Thursday, April 29, 2010

It'll probably kill you...

The other day I was reading an environmental report on a building (I was at work, this is not the way I while away my leisure time, I don't do anything nearly that exciting) and was surprised, as always, at how pervasive asbestos used to be.  In tile, in insulation, in glue, in tape.  It seemed to be used in most everything except food.  Anyway, it got me wondering what the next common household item will be found to drastically increase your risks for cancer / heart attack / spontaneous human combustion.  You know, the kind of thing that in 10 or 20 years people will look back and say things like "Can you believe they used to put lead in paint?" "Do you remember how, when we were kids, no one ever used a car seat or bike helmet?" or "I can't understand why people ever thought drano was a good children's toy." Oh, maybe that last one only happened in my family.  Anyway, here's my list of guesses:

1) Lithium Ion Batteries: They're in everything; laptops, cellphones, and now cars.  And we've already seen that they can randomly explode.  Given Toyota's stellar safety record, how long until the new plug-in Priuses (Prii?  Priora?
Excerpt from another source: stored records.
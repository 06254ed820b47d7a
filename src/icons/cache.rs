use std::hash::Hash;
use std::num::NonZeroUsize;
use std::sync::{Arc, Mutex};

use image::RgbaImage;
use lru::LruCache;

/// A decoded, ready-to-render marker bitmap. Shared, never mutated after
/// creation.
pub type MarkerBitmap = Arc<RgbaImage>;

/// In-memory bitmap cache using LRU eviction
///
/// Safe for concurrent get/put from multiple background load tasks. Entries
/// are replaced, never mutated.
#[derive(Debug)]
pub struct BitmapCache<K: Hash + Eq> {
    cache: Arc<Mutex<LruCache<K, MarkerBitmap>>>,
}

impl<K: Hash + Eq> BitmapCache<K> {
    /// Create a new cache with the given capacity (at least one entry)
    pub fn new(capacity: usize) -> Self {
        let capacity = NonZeroUsize::new(capacity).unwrap_or(NonZeroUsize::MIN);
        Self {
            cache: Arc::new(Mutex::new(LruCache::new(capacity))),
        }
    }

    /// Get a bitmap, marking it most recently used
    pub fn get(&self, key: &K) -> Option<MarkerBitmap> {
        self.cache.lock().ok()?.get(key).cloned()
    }

    /// Insert a bitmap, evicting the least recently used entry when full
    pub fn insert(&self, key: K, bitmap: MarkerBitmap) {
        if let Ok(mut cache) = self.cache.lock() {
            cache.put(key, bitmap);
        }
    }

    /// Check presence without touching recency
    pub fn contains(&self, key: &K) -> bool {
        self.cache
            .lock()
            .ok()
            .map(|cache| cache.contains(key))
            .unwrap_or(false)
    }

    pub fn remove(&self, key: &K) -> Option<MarkerBitmap> {
        self.cache.lock().ok()?.pop(key)
    }

    pub fn clear(&self) {
        if let Ok(mut cache) = self.cache.lock() {
            cache.clear();
        }
    }

    pub fn len(&self) -> usize {
        self.cache.lock().ok().map(|cache| cache.len()).unwrap_or(0)
    }

    pub fn is_empty(&self) -> bool {
        self.len() == 0
    }

    pub fn capacity(&self) -> usize {
        self.cache
            .lock()
            .ok()
            .map(|cache| cache.cap().get())
            .unwrap_or(0)
    }
}

impl<K: Hash + Eq> Clone for BitmapCache<K> {
    fn clone(&self) -> Self {
        Self {
            cache: Arc::clone(&self.cache),
        }
    }
}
Priores?) begin exploding in balls of flame, incinerating their carbon neutral, greenie occupants (not so carbon neutral now!)?
2) Wireless Networks: Ah, the freedom they gave us to no longer be tied to ethernet cables!  Shame about the massive brain tumors they caused!
3) Bluetooth Headsets: No real reason for this one, just think of the irony if they were found to make you sterile, since using one makes you look like a huge dick.  Mmmmm, delicious irony.
4) Organic Food: Another one for the irony, but I can imagine a discussion in the future:
"Can you believe people used to actually pay MORE for organic food, that was processed less?"
"I know, right, how crazy can people be?  Didn't they understand that natural just means it is trying to eradicate those organisms that stand in the way of the growth of its species.  Like, say, it's main predator, man?  No way, just hand me another McDonalds brand steripak antimicrobo-meal.  Ooh, dehydrated, radiated, macerated, rehydrated, freeze-dried beef!  Yum!"

For right now, my money's on Li-Ion batteries, but my heart wants the headsets.